Aging
Navigate
Research Paper|Volume 15, Issue 20|pp 11298—11312

Single-cell landscape and spatial transcriptomic analysis reveals macrophage infiltration and glycolytic metabolism in kidney renal clear cell carcinoma

Chen-Yueh Wen1, Jui-Hu Hsiao2, Yen-Dun Tony Tzeng3,4, Renin Chang5, Yi-Ling Tsang6, Chen-Hsin Kuo7, Chia-Jung Li8,9
  • 1Division of Urology, Department of Surgery, Kaohsiung Veterans General Hospital, Kaohsiung 813, Taiwan
  • 2Department of Surgery, Kaohsiung Municipal Minsheng Hospital, Kaohsiung 802, Taiwan
  • 3Department of Surgery, Kaohsiung Veterans General Hospital, Kaohsiung 813, Taiwan
  • 4Institute of Biomedical Sciences, National Sun Yat-Sen University, Kaohsiung 804, Taiwan
  • 5Department of Emergency Medicine, Kaohsiung Veterans General Hospital, Kaohsiung 802, Taiwan
  • 6Institute of Physiological Chemistry and Pathobiochemistry and Cells in Motion Interfaculty Centre (CiMIC), University of Münster, Münster 48149, Germany
  • 7Genomics Research Center, Academia Sinica, Taipei 115, Taiwan
  • 8Department of Obstetrics and Gynecology, Kaohsiung Veterans General Hospital, Kaohsiung 813, Taiwan
  • 9Institute of BioPharmaceutical Sciences, National Sun Yat-Sen University, Kaohsiung 804, Taiwan
* Equal contribution
Received: June 30, 2023Accepted: October 2, 2023Published: October 16, 2023

Copyright: © 2023 Wen et al. This is an open access article distributed under the terms of the Creative Commons Attribution License (CC BY 3.0), which permits unrestricted use, distribution, and reproduction in any medium, provided the original author and source are credited.

Abstract

The present study investigates the clinical relevance of glycolytic factors, specifically PGAM1, in the tumor microenvironment of kidney renal clear cell carcinoma (KIRC). Despite the established role of glycolytic metabolism in cancer pathophysiology, the prognostic implications and key targets in KIRC remain elusive. We analyzed GEO and TCGA datasets to identify DEGs in KIRC and studied their relationship with immune gene expression, survival, tumor stage, gene mutations, and infiltrating immune cells. We explored Pgam1 gene expression in different kidney regions using spatial transcriptomics after mouse kidney injury analysis. Single-cell RNA-sequencing was used to assess the association of PGAM1 with immune cells. Findings were validated with tumor specimens from 60 KIRC patients, correlating PGAM1 expression with clinicopathological features and prognosis using bioinformatics and immunohistochemistry. We demonstrated the expression of central gene regulators in renal cancer in relation to genetic variants, deletions, and tumor microenvironment.

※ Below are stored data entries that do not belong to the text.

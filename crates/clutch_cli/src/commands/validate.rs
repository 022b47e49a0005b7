//! Check card libraries before a game uses them.

use anyhow::{ensure, Result};
use clap::Parser;
use std::path::PathBuf;

use clutch_core::cards::PlayType;
use clutch_core::CardLibrary;

use super::load_library;

/// Validate card and team files
#[derive(Parser)]
pub struct Validate {
    /// Card library files, merged in order
    #[arg(value_name = "FILE", required = true)]
    cards: Vec<PathBuf>,

    /// Team metadata file
    #[arg(short, long, value_name = "FILE")]
    teams: Option<PathBuf>,

    /// Fail when a result code is outside the grammar instead of warning
    #[arg(long)]
    strict: bool,
}

impl Validate {
    pub fn execute(self) -> Result<()> {
        let library = load_library(&self.cards, self.teams.as_deref())?;
        let unknown = unknown_codes(&library);

        println!("{} cards, {} teams", library.cards.len(), library.teams.len());
        for team in &library.teams {
            println!("  {} ({}): {} cards", team.name, team.abbr, library.cards_for_team(&team.id).count());
        }
        for (card_id, play, code) in &unknown {
            println!("  warning: {card_id} {play} has unrecognized code {code:?}");
        }

        ensure!(!self.strict || unknown.is_empty(), "{} unrecognized result codes", unknown.len());
        Ok(())
    }
}

/// Codes that will resolve as no gain at play time.
fn unknown_codes(library: &CardLibrary) -> Vec<(String, PlayType, String)> {
    library
        .cards
        .iter()
        .flat_map(|card| {
            card.tables.iter().flat_map(move |(play, rows)| {
                rows.iter()
                    .filter(|row| row.result.is_unknown())
                    .map(move |row| (card.id.clone(), *play, row.result.to_string()))
            })
        })
        .collect()
}

#[cfg(test)]
mod tests {
    use super::*;
    use std::io::Write;

    fn cards_file(code: &str) -> tempfile::NamedTempFile {
        let mut file = tempfile::NamedTempFile::new().unwrap();
        write!(
            file,
            r#"[{{"id": "T-RB", "name": "Back", "position": "RB", "teamId": "T",
                "tables": {{"insideRun": [{{"min": 3, "max": 18, "result": "{code}"}}]}}}}]"#
        )
        .unwrap();
        file
    }

    fn validate(file: &tempfile::NamedTempFile, strict: bool) -> Result<()> {
        Validate { cards: vec![file.path().to_path_buf()], teams: None, strict }.execute()
    }

    #[test]
    fn test_valid_file_passes() {
        let file = cards_file("gain:4");
        assert!(validate(&file, true).is_ok());
    }

    #[test]
    fn test_unknown_code_only_fails_when_strict() {
        let file = cards_file("breakaway");
        assert!(validate(&file, false).is_ok());
        assert!(validate(&file, true).is_err());
    }

    #[test]
    fn test_bundled_sample_files() {
        let root = PathBuf::from(env!("CARGO_MANIFEST_DIR")).join("../../data/cards");
        let cmd = Validate {
            cards: vec![root.join("sample-cards.json")],
            teams: Some(root.join("team-meta.json")),
            strict: true,
        };
        assert!(cmd.execute().is_ok());
    }

    #[test]
    fn test_missing_file_is_an_error() {
        let cmd = Validate { cards: vec![PathBuf::from("/definitely/not/here.json")], teams: None, strict: false };
        let err = cmd.execute().unwrap_err();
        assert!(err.to_string().contains("failed to load cards"));
    }
}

Mutations in these hub genes were positively associated with distinct immune cells in six different immune datasets and played a crucial role in immune cell infiltration in KIRC. Single-cell RNA-sequencing revealed that elevated PGAM1 was associated with immune cell infiltration, specifically macrophages. Furthermore, pharmacogenomic analysis of renal cancer cell lines indicated that inactivation of PGAM1 was associated with increased sensitivity to specific small-molecule drugs. Altered PGAM1 in KIRC is associated with disease progression and immune microenvironment. It has diagnostic and prognostic implications, indicating its potential in precision medicine and drug screening.